Le Chili a été frappé hier par trois puissantes répliques sismiques, dont une de magnitude 6,8. Concepción, la deuxième ville du pays et la plus touchée par le séisme de la semaine dernière, a encore tremblé. Notre collaboratrice est sur place. Elle nous raconte le calvaire des habitants de cette métropole qui n'est plus que l'ombre d'elle-même.

La ville la plus touchée par le séisme survenu il y a une semaine au Chili commence tout juste à reprendre vie.

Concepción, ville portuaire, centre de l'industrie du bois, deuxième agglomération du Chili avec plus d'un million d'habitants, n'est plus que l'ombre d'elle-même.

 

Son principal port, Talcahuano, à 20 km du centre-ville, est en ruine. Un bateau de pêche trône désormais sur la place principale, image surréaliste des conséquences d'un tsunami qui a détruit toute la côte du centre-sud du Chili.

Dans le centre de Concepción, la plupart des immeubles sont encore debout. Mais pour l'instant seulement. Sur une quinzaine d'édifices majeurs qui se sont fissurés, six sont déjà sur la liste des prochaines démolitions.

«L'un d'eux est le fameux édifice O'Higgins, explique Pablo Becerra, journaliste du quotidien local La Crónica. Après la crise économique mondiale qui a touché la ville, cet édifice devait symboliser la reprise économique de l'agglomération. Beaucoup de sièges sociaux devaient s'y installer...»

Les constructeurs n'ont pas respecté les normes antisismiques. Même constat, beaucoup plus dramatique, pour un immeuble neuf de 15 étages devenu le symbole du tremblement de terre au Chili, où les premières familles venaient d'emménager. Il a aujourd'hui la hauteur d'un immeuble de deux étages; 79 de ses habitants sont sains et saufs, sept corps ont été retrouvés, six sont toujours disparus. Les pompiers continuent de fouiller les gravats.
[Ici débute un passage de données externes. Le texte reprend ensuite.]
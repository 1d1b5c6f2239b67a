// Copyright 2025 the Espalier Authors
// SPDX-License-Identifier: Apache-2.0 OR MIT

//! Enter/leave transitions from root→target paths.
//!
//! Feed the current root→target path on every pointer move; the state diffs
//! it against the previous path and produces the transitions: leaves for the
//! abandoned suffix (innermost first), then enters for the new suffix
//! (outermost first). Elements on the shared prefix see nothing.

use alloc::vec::Vec;

/// An enter or leave transition for one element.
#[derive(Clone, Copy, Debug, PartialEq, Eq)]
pub enum HoverEvent<K> {
    /// The pointer path now includes this element.
    Enter(K),
    /// The pointer path no longer includes this element.
    Leave(K),
}

/// Tracks the hovered path and emits transitions on change.
#[derive(Clone, Debug, Default)]
pub struct HoverState<K> {
    path: Vec<K>,
}

impl<K: PartialEq + Clone> HoverState<K> {
    /// Create an empty hover state (nothing hovered).
    pub const fn new() -> Self {
        Self { path: Vec::new() }
    }

    /// Replace the hovered path, returning the transitions.
    ///
    /// `path` runs root→target. Leaves are emitted innermost-first, then
    /// enters outermost-first, so handlers always see a consistent nesting
    /// order.
    pub fn update_path(&mut self, path: &[K]) -> Vec<HoverEvent<K>> {
        let shared = self
            .path
            .iter()
            .zip(path.iter())
            .take_while(|(a, b)| a == b)
            .count();

        let mut events = Vec::with_capacity((self.path.len() - shared) + (path.len() - shared));
        for left in self.path[shared..].iter().rev() {
            events.push(HoverEvent::Leave(left.clone()));
        }
        for entered in &path[shared..] {
            events.push(HoverEvent::Enter(entered.clone()));
        }

        self.path.clear();
        self.path.extend_from_slice(path);
        events
    }

    /// Leave everything; equivalent to `update_path(&[])`.
    pub fn clear(&mut self) -> Vec<HoverEvent<K>> {
        self.update_path(&[])
    }

    /// The current root→target path.
    pub fn current(&self) -> &[K] {
        &self.path
    }

    /// The innermost hovered element, if any.
    pub fn hovered(&self) -> Option<&K> {
        self.path.last()
    }
}
// Copyright 2025 the Espalier Authors
// SPDX-License-Identifier: Apache-2.0 OR MIT

//! The ordered, lock-aware key sequence.

use alloc::vec::Vec;

/// A committed structural change, recorded in the journal.
///
/// Changes are recorded when the live sequence actually mutates: immediately
/// for unlocked operations, at [`Collection::cleanup`] for deferred ones.
/// Owners drain the journal with [`Collection::take_changes`] once per pass.
#[derive(Clone, Copy, Debug, PartialEq, Eq)]
pub enum Change<K> {
    /// `key` was added at `index` in the live sequence.
    Added {
        /// The key that was added.
        key: K,
        /// Position the key landed at.
        index: usize,
    },
    /// `key` was removed from the live sequence.
    Removed {
        /// The key that was removed.
        key: K,
    },
    /// All entries were removed at once.
    Cleared,
    /// The sequence was reordered in place.
    Sorted,
}

/// An addition deferred while the collection was locked.
#[derive(Clone, Copy, Debug)]
struct Pending<K> {
    key: K,
    /// Requested position, or `None` to append.
    index: Option<usize>,
}

/// An ordered, duplicate-free sequence of keys with deferred mutation.
///
/// While unlocked, `add`/`insert`/`remove`/`remove_at`/`clear`/`sort_by`
/// mutate the live sequence immediately. While locked (see
/// [`Collection::lock`]), additions are buffered, removals flag the entry as
/// doomed, and the live sequence stays untouched until
/// [`Collection::cleanup`] runs. [`Collection::sort_by`] is refused while
/// locked because reordering cannot be deferred per entry.
///
/// Refused operations return `false` (or `None`) and change nothing; see the
/// per-method docs for the exact rules. Keys are small copyable handles, so
/// the sequence is scanned linearly; child lists in UI trees are short.
#[derive(Clone, Debug, Default)]
pub struct Collection<K> {
    /// The live sequence; doomed entries remain here until cleanup.
    items: Vec<K>,
    /// Keys flagged for removal while locked.
    doomed: Vec<K>,
    /// Additions deferred while locked, in call order.
    pending: Vec<Pending<K>>,
    /// Reentrant lock depth; the collection is locked while non-zero.
    locks: u32,
    /// Committed changes since the journal was last drained.
    journal: Vec<Change<K>>,
}

impl<K: Copy + PartialEq> Collection<K> {
    /// Create a new empty collection.
    pub const fn new() -> Self {
        Self {
            items: Vec::new(),
            doomed: Vec::new(),
            pending: Vec::new(),
            locks: 0,
            journal: Vec::new(),
        }
    }

    /// Number of entries in the live sequence (doomed entries included).
    pub fn len(&self) -> usize {
        self.items.len()
    }

    /// Returns `true` if the live sequence is empty.
    pub fn is_empty(&self) -> bool {
        self.items.is_empty()
    }

    /// The live sequence as a slice, in order.
    ///
    /// While locked this is exactly what a traversal in progress observes:
    /// doomed entries are still present and buffered additions are not.
    pub fn as_slice(&self) -> &[K] {
        &self.items
    }

    /// Iterate the live sequence in order.
    pub fn iter(&self) -> core::slice::Iter<'_, K> {
        self.items.iter()
    }

    /// Returns the entry at `index` in the live sequence.
    pub fn get(&self, index: usize) -> Option<K> {
        self.items.get(index).copied()
    }

    /// Returns the position of `key` in the live sequence.
    pub fn index_of(&self, key: K) -> Option<usize> {
        self.items.iter().position(|&k| k == key)
    }

    /// Returns `true` if `key` is in the live sequence (doomed or not).
    pub fn contains(&self, key: K) -> bool {
        self.items.contains(&key)
    }

    /// Returns `true` if `key` is doomed or buffered, i.e. would appear or
    /// disappear at the next cleanup.
    pub fn is_deferred(&self, key: K) -> bool {
        self.doomed.contains(&key) || self.is_pending_add(key)
    }

    /// Returns `true` if `key` sits in the buffer of deferred additions.
    pub fn is_pending_add(&self, key: K) -> bool {
        self.pending.iter().any(|p| p.key == key)
    }

    /// Returns `true` if `key` is flagged for removal at the next cleanup.
    pub fn is_doomed(&self, key: K) -> bool {
        self.doomed.contains(&key)
    }

    /// Returns `true` if an [`Collection::add`] of `key` would be accepted
    /// right now. Owners use this to check feasibility before committing to
    /// a transfer.
    pub fn can_add(&self, key: K) -> bool {
        !self.is_pending_add(key) && (!self.contains(key) || self.is_doomed(key))
    }

    /// Iterate the keys buffered for addition, in call order.
    pub fn pending_adds(&self) -> impl Iterator<Item = K> + '_ {
        self.pending.iter().map(|p| p.key)
    }

    /// Begin a traversal: structural changes are deferred until the matching
    /// [`Collection::unlock`] and a subsequent [`Collection::cleanup`].
    ///
    /// Locks nest; the collection stays locked until every lock is released.
    pub fn lock(&mut self) {
        self.locks = self.locks.saturating_add(1);
    }

    /// End a traversal begun with [`Collection::lock`].
    ///
    /// Returns `true` once the last lock is released. Deferred operations
    /// stay parked until [`Collection::cleanup`] is called.
    pub fn unlock(&mut self) -> bool {
        self.locks = self.locks.saturating_sub(1);
        self.locks == 0
    }

    /// Returns `true` while at least one lock is held.
    pub fn is_locked(&self) -> bool {
        self.locks > 0
    }

    /// Append `key` to the sequence.
    ///
    /// Refused (returns `false`) if `key` is already present, unless it is
    /// flagged for removal: re-adding a doomed key while locked is accepted
    /// and lands at the end after cleanup, matching call order. While locked
    /// the addition is buffered.
    pub fn add(&mut self, key: K) -> bool {
        self.push_deferred(key, None)
    }

    /// Insert `key` at `index` (clamped to the sequence length).
    ///
    /// Same refusal rules as [`Collection::add`]. While locked, the index is
    /// applied at cleanup time against the sequence as it stands then.
    pub fn insert(&mut self, index: usize, key: K) -> bool {
        self.push_deferred(key, Some(index))
    }

    fn push_deferred(&mut self, key: K, index: Option<usize>) -> bool {
        if self.pending.iter().any(|p| p.key == key) {
            return false;
        }
        let doomed = self.doomed.contains(&key);
        if self.contains(key) && !doomed {
            return false;
        }
        if self.is_locked() || doomed {
            // A doomed key may be re-added: the purge commits first, so the
            // entry reappears per call order without ever duplicating.
            self.pending.push(Pending { key, index });
            return true;
        }
        let at = match index {
            Some(i) => i.min(self.items.len()),
            None => self.items.len(),
        };
        self.items.insert(at, key);
        self.journal.push(Change::Added { key, index: at });
        true
    }

    /// Remove `key` from the sequence.
    ///
    /// Refused (returns `false`) if `key` is neither present nor buffered.
    /// While locked, a present entry is flagged and stays visible to the
    /// traversal in progress; a buffered addition is cancelled outright.
    pub fn remove(&mut self, key: K) -> bool {
        if let Some(i) = self.pending.iter().position(|p| p.key == key) {
            self.pending.remove(i);
            return true;
        }
        let Some(at) = self.index_of(key) else {
            return false;
        };
        if self.doomed.contains(&key) {
            return false;
        }
        if self.is_locked() {
            self.doomed.push(key);
            return true;
        }
        self.items.remove(at);
        self.journal.push(Change::Removed { key });
        true
    }

    /// Remove the entry at `index` in the live sequence.
    ///
    /// Returns the removed key, or `None` if `index` is out of range or the
    /// entry is already doomed. While locked this flags rather than removes.
    pub fn remove_at(&mut self, index: usize) -> Option<K> {
        let key = self.get(index)?;
        if self.doomed.contains(&key) {
            return None;
        }
        if self.is_locked() {
            self.doomed.push(key);
            return Some(key);
        }
        self.items.remove(index);
        self.journal.push(Change::Removed { key });
        Some(key)
    }

    /// Remove every entry.
    ///
    /// While locked, all live entries are flagged and all buffered additions
    /// are dropped; the traversal in progress still sees the full sequence.
    pub fn clear(&mut self) {
        self.pending.clear();
        if self.is_locked() {
            for &key in &self.items {
                if !self.doomed.contains(&key) {
                    self.doomed.push(key);
                }
            }
            return;
        }
        self.doomed.clear();
        if !self.items.is_empty() {
            self.items.clear();
            self.journal.push(Change::Cleared);
        }
    }

    /// Reorder the live sequence in place.
    ///
    /// Refused (returns `false`) while locked: a reorder cannot be deferred
    /// entry by entry the way additions and removals can.
    pub fn sort_by<F>(&mut self, mut compare: F) -> bool
    where
        F: FnMut(&K, &K) -> core::cmp::Ordering,
    {
        if self.is_locked() {
            return false;
        }
        self.items.sort_by(&mut compare);
        self.journal.push(Change::Sorted);
        true
    }

    /// Commit deferred operations: purge doomed entries, then apply buffered
    /// additions in call order.
    ///
    /// Refused (returns `false`) while still locked. Safe to call when
    /// nothing is deferred.
    pub fn cleanup(&mut self) -> bool {
        if self.is_locked() {
            return false;
        }
        if !self.doomed.is_empty() {
            let doomed = core::mem::take(&mut self.doomed);
            self.items.retain(|k| !doomed.contains(k));
            for key in doomed {
                self.journal.push(Change::Removed { key });
            }
        }
        for Pending { key, index } in core::mem::take(&mut self.pending) {
            if self.contains(key) {
                continue;
            }
            let at = match index {
                Some(i) => i.min(self.items.len()),
                None => self.items.len(),
            };
            self.items.insert(at, key);
            self.journal.push(Change::Added { key, index: at });
        }
        true
    }

    /// Returns `true` if a cleanup would change the live sequence.
    pub fn needs_cleanup(&self) -> bool {
        !self.doomed.is_empty() || !self.pending.is_empty()
    }

    /// Drain the journal of committed changes since the last drain.
    pub fn take_changes(&mut self) -> Vec<Change<K>> {
        core::mem::take(&mut self.journal)
    }
}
Non seulement la ville n'est pas près de se relever, mais le pays non plus. Selon la présidente Michelle Bachelet, il faudra trois ou quatre ans pour tout reconstruire. «Cette catastrophe a touché la moitié du territoire et 80% de la population», a-t-elle souligné à l'aéroport de Concepción, jeudi. Elle venait constater l'acheminement de l'aide alimentaire et matérielle vers les zones les plus touchées.

Concepción est la plaque tournante de l'aide humanitaire pour la région du Bío Bío. «Seulement, moi, je n'ai pas encore vu la couleur de l'aide alimentaire», se plaint Margarita, qui a toujours un toit mais qui n'a ni l'eau courante ni l'électricité. Comme elle, les habitants de Concepción sont à bout de nerfs. Outre les répliques, fortes, qui maintiennent les gens dans un état de stress permanent, beaucoup vivent sous des tentes, dans le froid, sans hygiène, parfois sans nourriture. Après la catastrophe, ils ont dû affronter les pillages et l'insécurité. Des gravats jonchent encore les rues, traces des barricades qu'ont montées les gens pour se protéger.

Depuis lundi, la ville est sous couvre-feu, de 18h jusqu'à midi le lendemain. Les militaires sont partout. La nuit, des chars protègent les pompes à essence de possibles pillages. Du jamais vu depuis la dictature d'Augusto Pinochet (1973-1990).

Les gens n'ont que six heures pour s'approvisionner dans les trois supermarchés qui ont rouvert récemment - quand ils ont encore de l'argent en poche, puisque aucune banque n'est ouverte.

«En cas d'alerte au tsunami, il me faut la voiture», souligne Mario, qui fait la queue depuis cinq heures devant l'une des trois pompes à essence ouvertes. Des files interminables se multiplient devant tous les magasins qui n'ont pas fermé leurs portes.

«Au moins, il y en a, souligne Bernardo. Tout n'a pas été pillé.» Les téléphones portables sonnent de nouveau, les journaux locaux sont imprimés, certains quartiers ont l'électricité, parfois l'eau. La ville commence tout juste à revivre.